In Python, most people’s instinct is to model tree-like structures with nested dictionaries. An organization chart from a nuclear power plant is a simple example:


powerplant_org_chart.png



The old me would have rushed to model this like so:

org = {'name':'Monty',
       'title':'CEO',
       'boss_of':[
                  {'name':'Waylon',
                     'title':'Flunkie',
                     'boss_of':[
                                  {'name':'Carl',
                                   'title':'Engineer',
                                   'boss_of': None},
                                  {'name':'Lenny',
                                   'title':'Engineer',
                                   'boss_of': None},
                                  {'name':'Homer',
                                   'title':'Safety Iinspector',
                                   'boss_of': None}
                                 ]
                    }]
    }

This is annoying to type and even harder to read. Keeping track of quotes, brackets and commas is frustrating. Imagine the pain when of a larger or more complex tree.

Fear not. elementtree makes things super-easy when dealing with nested data.

“But wait”, you say. “You’re not doing XML!”

Say it with me: elementtree is not XML. Yes, it’s good at serializing to and de-serializing from XML, but it’s very useful even if you never read or generate a lick of markup.

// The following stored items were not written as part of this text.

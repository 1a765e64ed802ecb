//! Hook invocation contract
//!
//! git calls `update` with `refname oldrev newrev` as arguments, and
//! `pre-receive`/`post-receive` with one `oldrev newrev refname` line per
//! updated ref on stdin. Only the first ref update is used.

use std::fmt;
use std::io::BufRead;
use std::path::{Component, Path, PathBuf};
use std::str::FromStr;

use pc_core::{HOOKS_DIR_NAME, HOOK_NAMES};

use crate::error::HookError;

/// The hook types pcompose installs
#[derive(Debug, Clone, Copy, PartialEq, Eq)]
pub enum HookKind {
    PreReceive,
    Update,
    PostReceive,
}

impl HookKind {
    /// Name of the hook file
    pub fn as_str(&self) -> &'static str {
        match self {
            HookKind::PreReceive => HOOK_NAMES[0],
            HookKind::Update => HOOK_NAMES[1],
            HookKind::PostReceive => HOOK_NAMES[2],
        }
    }

    /// Detect hook mode from argv[0]
    ///
    /// git invokes hooks as `hooks/<name>` relative to the repository, so
    /// the last component must be a hook name and the one before `hooks`.
    pub fn from_argv0(argv0: &str) -> Option<Self> {
        let mut components = Path::new(argv0).components().rev();
        let name = match components.next()? {
            Component::Normal(name) => name.to_str()?,
            _ => return None,
        };
        match components.next()? {
            Component::Normal(parent) if parent == HOOKS_DIR_NAME => {}
            _ => return None,
        }
        name.parse().ok()
    }
}

impl FromStr for HookKind {
    type Err = HookError;

    fn from_str(s: &str) -> Result<Self, Self::Err> {
        [HookKind::PreReceive, HookKind::Update, HookKind::PostReceive]
            .into_iter()
            .find(|kind| kind.as_str() == s)
            .ok_or_else(|| HookError::UnknownHook(s.to_string()))
    }
}

impl fmt::Display for HookKind {
    fn fmt(&self, f: &mut fmt::Formatter<'_>) -> fmt::Result {
        f.write_str(self.as_str())
    }
}

/// One ref update reported by git
#[derive(Debug, Clone, PartialEq, Eq)]
pub struct RefUpdate {
    pub old_rev: String,
    pub new_rev: String,
    pub ref_name: String,
}

impl RefUpdate {
    /// `refname oldrev newrev`, as passed to `update`
    pub fn from_args(args: &[String]) -> Option<Self> {
        match args {
            [ref_name, old_rev, new_rev, ..] => Some(Self {
                old_rev: old_rev.clone(),
                new_rev: new_rev.clone(),
                ref_name: ref_name.clone(),
            }),
            _ => None,
        }
    }

    /// `oldrev newrev refname`, as written to `pre-receive`/`post-receive` stdin
    pub fn from_line(line: &str) -> Option<Self> {
        let mut fields = line.split_whitespace();
        let old_rev = fields.next()?.to_string();
        let new_rev = fields.next()?.to_string();
        let ref_name = fields.next()?.to_string();
        Some(Self {
            old_rev,
            new_rev,
            ref_name,
        })
    }
}

/// A parsed hook invocation
#[derive(Debug, Clone)]
pub struct HookInvocation {
    pub kind: HookKind,
    /// Bare repository the hook runs for
    pub repo_dir: PathBuf,
    pub update: RefUpdate,
}

impl HookInvocation {
    /// Parse the ref update from arguments or the first stdin line
    pub fn parse(
        kind: HookKind,
        repo_dir: &Path,
        args: &[String],
        stdin: impl BufRead,
    ) -> Result<Self, HookError> {
        let update = match kind {
            HookKind::Update => RefUpdate::from_args(args),
            HookKind::PreReceive | HookKind::PostReceive => {
                let mut first = None;
                for line in stdin.lines() {
                    let line = line?;
                    if !line.trim().is_empty() {
                        first = Some(line);
                        break;
                    }
                }
                first.as_deref().and_then(RefUpdate::from_line)
            }
        }
        .ok_or(HookError::MissingRefUpdate(kind.as_str()))?;

        Ok(Self {
            kind,
            repo_dir: repo_dir.to_path_buf(),
            update,
        })
    }
}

Here’s the same org chart using Element. Much shorter, less error-prone, and easier on the eyeballs:

from elementtree.ElementTree import Element
from elementtree.ElementTree import SubElement


burns = Element('emp', name="Monty", title="CEO")
smithers = SubElement(burns, 'emp', name="Waylan", title="Flunkie")
karl = SubElement(smithers, 'emp', name="Carl", title="Engineer")
lenny = SubElement(smithers, 'emp', name="Lenny", title="Engineer")
homer = SubElement(smithers, 'emp', name="Homer", title="Inspector")


I didn’t create a whole class to help me model the nested data; that would have been overkill. I just used Elements  to string together related data. Now it’s easy to navigate the tree in idiot-proof fashion with methods like getchildren and getiterator.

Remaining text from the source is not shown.